INSTRUCTIONS TO FOLLOW
All of the entries below need to be repeated exactly.

(Collected data entries)

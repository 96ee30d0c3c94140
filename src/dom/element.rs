use indexmap::IndexMap;
use serde::{Deserialize, Serialize};

/// Snapshot of a DOM element captured at the moment of interaction
#[derive(Debug, Clone, Serialize, Deserialize, PartialEq)]
#[serde(rename_all = "camelCase")]
pub struct ElementSnapshot {
    /// HTML tag name (e.g., "div", "button", "input")
    pub tag: String,

    /// Element `id` attribute, when present
    #[serde(default, skip_serializing_if = "Option::is_none")]
    pub id: Option<String>,

    /// Class tokens in document order
    #[serde(default, skip_serializing_if = "Vec::is_empty")]
    pub class_list: Vec<String>,

    /// Remaining attributes (data-*, aria-*, role, name, type, href...)
    #[serde(default)]
    pub attributes: IndexMap<String, String>,

    /// Visible text content
    #[serde(default, skip_serializing_if = "Option::is_none")]
    pub text: Option<String>,

    /// Position on screen at capture time
    #[serde(default)]
    pub bounding_box: BoundingBox,

    /// Host tag names from the document root down to the element's shadow root
    #[serde(default, skip_serializing_if = "Vec::is_empty")]
    pub shadow_path: Vec<String>,

    /// Ancestor chain from the root down to the parent
    #[serde(default, skip_serializing_if = "Vec::is_empty")]
    pub ancestors: Vec<AncestorStep>,

    /// 1-based position among same-tag siblings
    #[serde(default, skip_serializing_if = "Option::is_none")]
    pub sibling_index: Option<u32>,

    #[serde(default)]
    pub is_input: bool,

    #[serde(default)]
    pub is_clickable: bool,
}

/// One element on the path from the document root to a captured element
#[derive(Debug, Clone, Serialize, Deserialize, PartialEq)]
#[serde(rename_all = "camelCase")]
pub struct AncestorStep {
    pub tag: String,

    #[serde(default, skip_serializing_if = "Option::is_none")]
    pub id: Option<String>,

    #[serde(default, skip_serializing_if = "Option::is_none")]
    pub sibling_index: Option<u32>,
}

/// Bounding box coordinates for an element
#[derive(Debug, Clone, Copy, Default, Serialize, Deserialize, PartialEq)]
pub struct BoundingBox {
    pub x: f64,
    pub y: f64,
    pub width: f64,
    pub height: f64,
}

impl ElementSnapshot {
    /// Create a new snapshot for the given tag
    pub fn new(tag: impl Into<String>) -> Self {
        Self {
            tag: tag.into(),
            id: None,
            class_list: Vec::new(),
            attributes: IndexMap::new(),
            text: None,
            bounding_box: BoundingBox::default(),
            shadow_path: Vec::new(),
            ancestors: Vec::new(),
            sibling_index: None,
            is_input: false,
            is_clickable: false,
        }
    }

    /// Builder method: set id
    pub fn with_id(mut self, id: impl Into<String>) -> Self {
        self.id = Some(id.into());
        self
    }

    /// Builder method: set class tokens
    pub fn with_classes<I, S>(mut self, classes: I) -> Self
    where
        I: IntoIterator<Item = S>,
        S: Into<String>,
    {
        self.class_list = classes.into_iter().map(Into::into).collect();
        self
    }

    /// Builder method: add a single attribute
    pub fn with_attribute(mut self, key: impl Into<String>, value: impl Into<String>) -> Self {
        self.attributes.insert(key.into(), value.into());
        self
    }

    /// Builder method: set text content
    pub fn with_text(mut self, text: impl Into<String>) -> Self {
        self.text = Some(text.into());
        self
    }

    /// Builder method: set bounding box
    pub fn with_bounding_box(mut self, x: f64, y: f64, width: f64, height: f64) -> Self {
        self.bounding_box = BoundingBox::new(x, y, width, height);
        self
    }

    /// Builder method: set shadow host path
    pub fn with_shadow_path<I, S>(mut self, hosts: I) -> Self
    where
        I: IntoIterator<Item = S>,
        S: Into<String>,
    {
        self.shadow_path = hosts.into_iter().map(Into::into).collect();
        self
    }

    /// Builder method: set ancestor chain
    pub fn with_ancestors(mut self, ancestors: Vec<AncestorStep>) -> Self {
        self.ancestors = ancestors;
        self
    }

    /// Builder method: set sibling index
    pub fn with_sibling_index(mut self, index: u32) -> Self {
        self.sibling_index = Some(index);
        self
    }

    /// Builder method: mark as clickable
    pub fn clickable(mut self, clickable: bool) -> Self {
        self.is_clickable = clickable;
        self
    }

    /// Builder method: mark as input
    pub fn input(mut self, input: bool) -> Self {
        self.is_input = input;
        self
    }

    /// Get attribute value by key
    pub fn get_attribute(&self, key: &str) -> Option<&String> {
        self.attributes.get(key)
    }

    /// Non-empty, trimmed text content
    pub fn visible_text(&self) -> Option<&str> {
        self.text
            .as_deref()
            .map(str::trim)
            .filter(|t| !t.is_empty())
    }

    /// Non-empty id
    pub fn non_empty_id(&self) -> Option<&str> {
        self.id.as_deref().map(str::trim).filter(|id| !id.is_empty())
    }

    /// Check if element is a specific tag
    pub fn is_tag(&self, tag: &str) -> bool {
        self.tag.eq_ignore_ascii_case(tag)
    }

    /// Whether the element sits inside at least one shadow root
    pub fn is_in_shadow_dom(&self) -> bool {
        !self.shadow_path.is_empty()
    }

    /// Password fields never expose their value in generated names
    pub fn is_password(&self) -> bool {
        self.get_attribute("type")
            .is_some_and(|t| t.eq_ignore_ascii_case("password"))
    }

    /// Whether the element is something a user would click on
    pub fn is_click_target(&self) -> bool {
        if self.is_clickable {
            return true;
        }
        let clickable_tags = ["button", "a", "summary", "option"];
        let tag_is_clickable = clickable_tags.iter().any(|&tag| self.is_tag(tag));
        let has_clickable_role = self
            .get_attribute("role")
            .is_some_and(|r| ["button", "link", "tab", "menuitem", "option"].contains(&r.as_str()));
        tag_is_clickable || has_clickable_role
    }

    /// Short human label for names and comments
    pub fn describe(&self) -> String {
        if let Some(text) = self.visible_text() {
            return format!("\"{}\"", truncate(text, 40));
        }
        if let Some(label) = self.get_attribute("aria-label").filter(|l| !l.trim().is_empty()) {
            return format!("\"{}\"", truncate(label.trim(), 40));
        }
        match self.non_empty_id() {
            Some(id) => format!("{}#{}", self.tag, id),
            None => self.tag.clone(),
        }
    }
}

impl BoundingBox {
    /// Create a new BoundingBox
    pub fn new(x: f64, y: f64, width: f64, height: f64) -> Self {
        Self { x, y, width, height }
    }

    /// Check if the bounding box is visible (has non-zero dimensions)
    pub fn is_visible(&self) -> bool {
        self.width > 0.0 && self.height > 0.0
    }

    /// Center point, rounded to whole pixels
    pub fn center(&self) -> (i64, i64) {
        (
            (self.x + self.width / 2.0).round() as i64,
            (self.y + self.height / 2.0).round() as i64,
        )
    }
}

/// Truncate on a char boundary, appending "..." when shortened
pub(crate) fn truncate(text: &str, max_chars: usize) -> String {
    if text.chars().count() <= max_chars {
        return text.to_string();
    }
    let kept: String = text.chars().take(max_chars.saturating_sub(3)).collect();
    format!("{}...", kept)
}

RESPONSE AREA
repository 96ee30d0c3c94140
filename src/dom/element.rs
use indexmap::IndexMap;
use serde::{Deserialize, Serialize};

/// Snapshot of a DOM element captured at the moment of interaction
#[derive(Debug, Clone, Serialize, Deserialize, PartialEq)]
#[serde(rename_all = "camelCase")]
pub struct ElementSnapshot {
    /// HTML tag name (e.g., "div", "button", "input")
    pub tag: String,

    /// Element `id` attribute, when present
    #[serde(default, skip_serializing_if = "Option::is_none")]
    pub id: Option<String>,

    /// Class tokens in document order
    #[serde(default, skip_serializing_if = "Vec::is_empty")]
    pub class_list: Vec<String>,

    /// Remaining attributes (data-*, aria-*, role, name, type, href...)
    #[serde(default)]
    pub attributes: IndexMap<String, String>,

    /// Visible text content
    #[serde(default, skip_serializing_if = "Option::is_none")]
    pub text: Option<String>,

    /// Position on screen at capture time
    #[serde(default)]
    pub bounding_box: BoundingBox,

    /// Host tag names from the document root down to the element's shadow root
    #[serde(default, skip_serializing_if = "Vec::is_empty")]
    pub shadow_path: Vec<String>,

    /// Ancestor chain from the root down to the parent
    #[serde(default, skip_serializing_if = "Vec::is_empty")]
    pub ancestors: Vec<AncestorStep>,

    /// 1-based position among same-tag siblings
    #[serde(default, skip_serializing_if = "Option::is_none")]
    pub sibling_index: Option<u32>,

    #[serde(default)]
    pub is_input: bool,

    #[serde(default)]
    pub is_clickable: bool,
}

/// One element on the path from the document root to a captured element
#[derive(Debug, Clone, Serialize, Deserialize, PartialEq)]
#[serde(rename_all = "camelCase")]
pub struct AncestorStep {
    pub tag: String,

    #[serde(default, skip_serializing_if = "Option::is_none")]
    pub id: Option<String>,

    #[serde(default, skip_serializing_if = "Option::is_none")]
    pub sibling_index: Option<u32>,
}

/// Bounding box coordinates for an element
#[derive(Debug, Clone, Copy, Default, Serialize, Deserialize, PartialEq)]
pub struct BoundingBox {
    pub x: f64,
    pub y: f64,
    pub width: f64,
    pub height: f64,
}

impl ElementSnapshot {
    /// Create a new snapshot for the given tag
    pub fn new(tag: impl Into<String>) -> Self {
        Self {
            tag: tag.into(),
            id: None,
            class_list: Vec::new(),
            attributes: IndexMap::new(),
            text: None,
            bounding_box: BoundingBox::default(),
            shadow_path: Vec::new(),
            ancestors: Vec::new(),
            sibling_index: None,
            is_input: false,
            is_clickable: false,
        }
    }

    /// Builder method: set id
    pub fn with_id(mut self, id: impl Into<String>) -> Self {
        self.id = Some(id.into());
        self
    }

    /// Builder method: set class tokens
    pub fn with_classes<I, S>(mut self, classes: I) -> Self
    where
        I: IntoIterator<Item = S>,
        S: Into<String>,
    {
        self.class_list = classes.into_iter().map(Into::into).collect();
        self
    }

    /// Builder method: add a single attribute
    pub fn with_attribute(mut self, key: impl Into<String>, value: impl Into<String>) -> Self {
        self.attributes.insert(key.into(), value.into());
        self
    }

    /// Builder method: set text content
    pub fn with_text(mut self, text: impl Into<String>) -> Self {
        self.text = Some(text.into());
        self
    }

    /// Builder method: set bounding box
    pub fn with_bounding_box(mut self, x: f64, y: f64, width: f64, height: f64) -> Self {
        self.bounding_box = BoundingBox::new(x, y, width, height);
        self
    }

    /// Builder method: set shadow host path
    pub fn with_shadow_path<I, S>(mut self, hosts: I) -> Self
    where
        I: IntoIterator<Item = S>,
        S: Into<String>,
    {
        self.shadow_path = hosts.into_iter().map(Into::into).collect();
        self
    }

    /// Builder method: set ancestor chain
    pub fn with_ancestors(mut self, ancestors: Vec<AncestorStep>) -> Self {
        self.ancestors = ancestors;
        self
    }

    /// Builder method: set sibling index
    pub fn with_sibling_index(mut self, index: u32) -> Self {
        self.sibling_index = Some(index);
        self
    }

    /// Builder method: mark as clickable
    pub fn clickable(mut self, clickable: bool) -> Self {
        self.is_clickable = clickable;
        self
    }

    /// Builder method: mark as input
    pub fn input(mut self, input: bool) -> Self {
        self.is_input = input;
        self
    }

    /// Get attribute value by key
    pub fn get_attribute(&self, key: &str) -> Option<&String> {
        self.attributes.get(key)
    }

    /// Non-empty, trimmed text content
    pub fn visible_text(&self) -> Option<&str> {
        self.text
            .as_deref()
            .map(str::trim)
            .filter(|t| !t.is_empty())
    }

    /// Non-empty id
    pub fn non_empty_id(&self) -> Option<&str> {
        self.id.as_deref().map(str::trim).filter(|id| !id.is_empty())
    }

    /// Check if element is a specific tag
    pub fn is_tag(&self, tag: &str) -> bool {
        self.tag.eq_ignore_ascii_case(tag)
    }

    /// Whether the element sits inside at least one shadow root
    pub fn is_in_shadow_dom(&self) -> bool {
        !self.shadow_path.is_empty()
    }

    /// Password fields never expose their value in generated names
    pub fn is_password(&self) -> bool {
        self.get_attribute("type")
            .is_some_and(|t| t.eq_ignore_ascii_case("password"))
    }

    /// Whether the element is something a user would click on
    pub fn is_click_target(&self) -> bool {
        if self.is_clickable {
            return true;
        }
        let clickable_tags = ["button", "a", "summary", "option"];
        let tag_is_clickable = clickable_tags.iter().any(|&tag| self.is_tag(tag));
        let has_clickable_role = self
            .get_attribute("role")
            .is_some_and(|r| ["button", "link", "tab", "menuitem", "option"].contains(&r.as_str()));
        tag_is_clickable || has_clickable_role
    }

    /// Short human label for names and comments
    pub fn describe(&self) -> String {
        if let Some(text) = self.visible_text() {
            return format!("\"{}\"", truncate(text, 40));
        }
        if let Some(label) = self.get_attribute("aria-label").filter(|l| !l.trim().is_empty()) {
            return format!("\"{}\"", truncate(label.trim(), 40));
        }
        match self.non_empty_id() {
            Some(id) => format!("{}#{}", self.tag, id),
            None => self.tag.clone(),
        }
    }
}

impl BoundingBox {
    /// Create a new BoundingBox
    pub fn new(x: f64, y: f64, width: f64, height: f64) -> Self {
        Self { x, y, width, height }
    }

    /// Check if the bounding box is visible (has non-zero dimensions)
    pub fn is_visible(&self) -> bool {
        self.width > 0.0 && self.height > 0.0
    }

    /// Center point, rounded to whole pixels
    pub fn center(&self) -> (i64, i64) {
        (
            (self.x + self.width / 2.0).round() as i64,
            (self.y + self.height / 2.0).round() as i64,
        )
    }
}

/// Truncate on a char boundary, appending "..." when shortened
pub(crate) fn truncate(text: &str, max_chars: usize) -> String {
    if text.chars().count() <= max_chars {
        return text.to_string();
    }
    let kept: String = text.chars().take(max_chars.saturating_sub(3)).collect();
    format!("{}...", kept)
}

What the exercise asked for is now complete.